Eine Mischung aus beiden Stilen ist es, was Bone To Bone musikalisch produziert. Die Band setzt sich dabei aus Tim Stemmer, Malte Rosemeier, Joel Albrecht und Phil Stemmer zusammen. Malte sitzt dabei am Schlagzeug, Tim spielt die Leadgitarre und singt die Vocals, Joel an der Rhythmusgitarre und Phil am Bass.

Allzu lange existiert Bone To Bone als Band noch gar nicht. Vor etwa drei Jahren haben sie sich gegründet, mit dem Ziel sich nach ganz oben zu rocken. Das Ziel zeugt von einer gehörigen Portion Ehrgeiz und diesen zeigen sie auch, indem sie ihre Leidenschaft zur Musik in Form von Rock/ Hard-Rock wiedergeben.

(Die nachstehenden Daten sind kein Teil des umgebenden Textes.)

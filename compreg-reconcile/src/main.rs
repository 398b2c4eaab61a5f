//! compreg-reconcile - Component registry reconciliation
//!
//! Scans every tenant's stored page layouts, compares the component types in
//! use with the canonical registry, and fills the gaps: descriptor records,
//! UI component sources and registry index entries. Each run leaves a JSON
//! and a markdown report behind.
//!
//! Exits non-zero when the run did not complete or recorded errors.

use anyhow::{Context, Result};
use clap::Parser;
use compreg_common::config::ConfigResolver;
use compreg_common::db::{connect_shared_store, create_shared_schema};
use compreg_reconcile::db::{SqlLayoutStore, SqliteTenantDirectory};
use compreg_reconcile::services::credentials::CredentialChain;
use compreg_reconcile::services::pipeline_orchestrator::{PipelineOrchestrator, RunOptions};
use std::path::PathBuf;
use std::process::ExitCode;
use std::sync::Arc;
use tracing::info;
use tracing_subscriber::EnvFilter;

/// Command-line arguments for compreg-reconcile
#[derive(Parser, Debug)]
#[command(name = "compreg-reconcile")]
#[command(about = "Reconcile CMS component usage against the component registry")]
#[command(version)]
struct Args {
    /// Configuration file (TOML)
    #[arg(short, long, value_name = "FILE")]
    config: Option<PathBuf>,

    /// Analyse and report without writing descriptors, artifacts or the index
    #[arg(long)]
    dry_run: bool,

    /// Scan only this tenant id (repeatable)
    #[arg(long = "tenant", value_name = "TENANT_ID")]
    tenants: Vec<String>,

    /// Log level when RUST_LOG is unset (overrides logging.level)
    #[arg(long, value_name = "LEVEL")]
    log_level: Option<String>,
}

#[tokio::main]
async fn main() -> Result<ExitCode> {
    let args = Args::parse();

    let resolver = ConfigResolver::new(args.config.clone());
    let config = resolver.load().context("Failed to load configuration")?;

    let level = args.log_level.as_deref().unwrap_or(&config.logging.level);
    tracing_subscriber::fmt()
        .with_env_filter(EnvFilter::try_from_default_env().unwrap_or_else(|_| EnvFilter::new(level)))
        .init();

    info!(
        "Starting compreg-reconcile v{} [{}] built {} ({})",
        env!("CARGO_PKG_VERSION"),
        env!("GIT_HASH"),
        env!("BUILD_TIMESTAMP"),
        env!("BUILD_PROFILE")
    );
    match resolver.config_path() {
        Some((path, _)) if path.exists() => info!("Configuration: {}", path.display()),
        _ => info!("Configuration: compiled defaults"),
    }
    info!("Output root: {}", config.paths.root.display());

    let pool = connect_shared_store(&config.database.shared_url)
        .await
        .context("Failed to connect to shared CMS store")?;
    if config.database.create_schema {
        create_shared_schema(&pool)
            .await
            .context("Failed to create shared schema")?;
    }

    let directory = Arc::new(SqliteTenantDirectory::new(pool.clone()));
    let layouts = Arc::new(SqlLayoutStore::new(
        pool.clone(),
        config.isolated_pool.clone(),
        CredentialChain::default_chain(),
    ));
    let options = RunOptions {
        dry_run: args.dry_run,
        tenant_filter: args.tenants.into_iter().collect(),
    };

    let orchestrator = PipelineOrchestrator::new(directory, layouts, &config, options);
    let outcome = orchestrator.run().await;
    pool.close().await;

    let summary = outcome.context("Reconciliation run aborted")?;
    if summary.is_clean() {
        info!(run_id = %summary.run_id, "Run clean");
        Ok(ExitCode::SUCCESS)
    } else {
        tracing::warn!(
            run_id = %summary.run_id,
            errors = summary.errors.len(),
            "Run finished with errors; see report"
        );
        Ok(ExitCode::FAILURE)
    }
}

Der ein oder andere wirkt bei einer neuen Band immer etwas abgeneigt, wenn man ihm dazu sagt, dass es Hard-Rock sei, und meist kommt es noch nicht mal so weit, dass man sich überhaupt ein einziges Lied dieser Band anhört. Auch ich bin, das gebe ich gerne offen zu, kein großartiger Hard-Rock Fan und finde in diesem Genre einfach keinen Zugang. Doch bei Bone To Bone wird man über alle Befürchtungen hinaus überrascht sein von der tollen Eingängigkeit, die Bone To Bone in ihrer Musik kreiert. Wenn man auf der Facebookseite der jungen Herren mit „Not Forgotten“ den ersten der drei Tracks abspielt, wird einem sofort deutlich inwiefern Bands wie Metallica oder AC/DC diese Herrschaften beeinflussen.

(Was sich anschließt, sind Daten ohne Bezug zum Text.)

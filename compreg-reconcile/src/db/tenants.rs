//! Tenant directory backed by the shared store
//!
//! `tenants` holds one row per tenant; isolated tenants carry their
//! connection fields and an optional `credential_ref` into `tenant_secrets`.

use crate::models::{ConnectionProfile, IsolatedProfile, Tenant};
use crate::types::TenantDirectory;
use async_trait::async_trait;
use compreg_common::{Error, Result};
use sqlx::sqlite::SqliteRow;
use sqlx::{Row, SqlitePool};

/// Port used when an isolated tenant row leaves `db_port` empty
pub const DEFAULT_POSTGRES_PORT: u16 = 5432;

const TENANT_COLUMNS: &str = r#"
    SELECT t.id, t.name, t.isolated, t.db_host, t.db_port, t.db_name, t.db_user,
           t.credential_ref, t.connection_url, s.secret
    FROM tenants t
    LEFT JOIN tenant_secrets s ON s.credential_ref = t.credential_ref
"#;

/// [`TenantDirectory`] over the shared SQLite store
#[derive(Debug, Clone)]
pub struct SqliteTenantDirectory {
    pool: SqlitePool,
}

impl SqliteTenantDirectory {
    pub fn new(pool: SqlitePool) -> Self {
        Self { pool }
    }
}

#[async_trait]
impl TenantDirectory for SqliteTenantDirectory {
    async fn list_tenants(&self) -> Result<Vec<Tenant>> {
        let sql = format!("{} WHERE t.active = 1 ORDER BY t.id", TENANT_COLUMNS);
        let rows = sqlx::query(&sql).fetch_all(&self.pool).await?;

        let tenants = rows.iter().map(tenant_from_row).collect::<Result<Vec<_>>>()?;
        tracing::debug!(count = tenants.len(), "Loaded tenant directory");
        Ok(tenants)
    }

    async fn connection_profile(&self, tenant_id: &str) -> Result<ConnectionProfile> {
        let sql = format!("{} WHERE t.id = ?", TENANT_COLUMNS);
        let row = sqlx::query(&sql)
            .bind(tenant_id)
            .fetch_optional(&self.pool)
            .await?
            .ok_or_else(|| Error::NotFound(format!("tenant {}", tenant_id)))?;

        Ok(tenant_from_row(&row)?.connection_profile)
    }
}

/// Build a tenant from one directory row
///
/// Only a row without a readable `id` or `name` is an error. Bad connection
/// fields give a [`ConnectionProfile::Misconfigured`] tenant so the scan
/// stage reports it as that tenant's failure.
fn tenant_from_row(row: &SqliteRow) -> Result<Tenant> {
    let id: String = row.try_get("id")?;
    let name: String = row.try_get("name")?;

    let connection_profile = match profile_from_row(&id, row) {
        Ok(profile) => profile,
        Err(e) => {
            tracing::warn!(tenant_id = %id, error = %e, "Malformed tenant connection fields");
            ConnectionProfile::Misconfigured(e.to_string())
        }
    };
    Ok(Tenant {
        id,
        name,
        connection_profile,
    })
}

fn profile_from_row(id: &str, row: &SqliteRow) -> Result<ConnectionProfile> {
    let isolated: bool = row.try_get::<i64, _>("isolated")? != 0;
    if !isolated {
        return Ok(ConnectionProfile::Shared);
    }

    let port = match row.try_get::<Option<i64>, _>("db_port")? {
        Some(p) => u16::try_from(p)
            .map_err(|_| Error::InvalidInput(format!("tenant {}: db_port {} out of range", id, p)))?,
        None => DEFAULT_POSTGRES_PORT,
    };

    Ok(ConnectionProfile::Isolated(IsolatedProfile {
        host: row.try_get::<Option<String>, _>("db_host")?.unwrap_or_default(),
        port,
        database: row.try_get::<Option<String>, _>("db_name")?.unwrap_or_default(),
        username: row.try_get::<Option<String>, _>("db_user")?.unwrap_or_default(),
        credential_ref: row.try_get("credential_ref")?,
        stored_secret: row.try_get("secret")?,
        connection_url: row.try_get("connection_url")?,
    }))
}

Ein gewaltiges Feuerwerks ähnliches Gitarrenriff eröffnet den wilden Reigen und schon gleich gesellt sich das monströs klingende Schlagzeug hinzu, bis letztendlich Tims Stimme einsetzt. Markant und schön rau klingen seine Vocals und schon gleich beim ersten Hören brennt sich einem der so eingängige Refrain ins Ohr. Die Drums und die Gitarrenriffs klingen absolut nach Hard-Rock, der Gesang und der Bass allerdings könnten auch zu einer Grunge oder Alternative-Band passen. Die Mischung macht es eben aus, und die überzeugt sofort beim ersten Mal auf ganzer Linie. Die wohl markanteste Stelle in „Not Forgotten“ kommt jedoch ab Minute 1:40 erst. Denn jetzt kommt ein wahrlich wunderbares Riff, das eher an Bands wie Gods Of Blitz erinnern lässt. Spätestens jetzt ist garantiert, dass man bei „Not Forgotten“ auf Repeat klickt. Auch das klassische Solo auf der E-Gitarre darf natürlich nicht fehlen.

Weiter geht es mit „Public Enemy“ und auch hier geben Bone To Bone ordentlich Gas. Knackig und leidenschaftlich legen sie hier alles, was sie an Herzblut haben in diesen Track. Auch hier strotzen sie wieder mit zahlreichen Hard-Rock – Elementen auf, doch man ist nie genervt von dem lauten Getöse der Instrumente. Bone To Bone schaffen es durch ihre Art und Weise zwar einerseits unbändig, rockig und knarzend zu klingen, aber andererseits vernachlässigen sie in ihren Tracks aber auch die melodiöse Seite nicht. Auch „Public Enemy“ klingt wohl durchdacht, strukturiert und nicht wie ein musikalisches Wirrwarr.

Dass sie auch anderes können, beweisen Bone To Bone in „You Say“. Balladisch und extrem melodiös kommen sie jetzt daher. Da klingen die Vocals von Tim fast schon wie die von Bands wie Rise Against oder die früheren von Nickelback.

Ein wahrlich wunderschönes Gitarrenintro eröffnet „You Say“ und gekonnt, fast schon wie Profis folgen Schlagzeug und Bass. Von der ersten Sekunde an produzieren Bone To Bone hier eine wundervolle Stimmung, die zwar rau aber zugleich dann doch wieder federleicht klingt.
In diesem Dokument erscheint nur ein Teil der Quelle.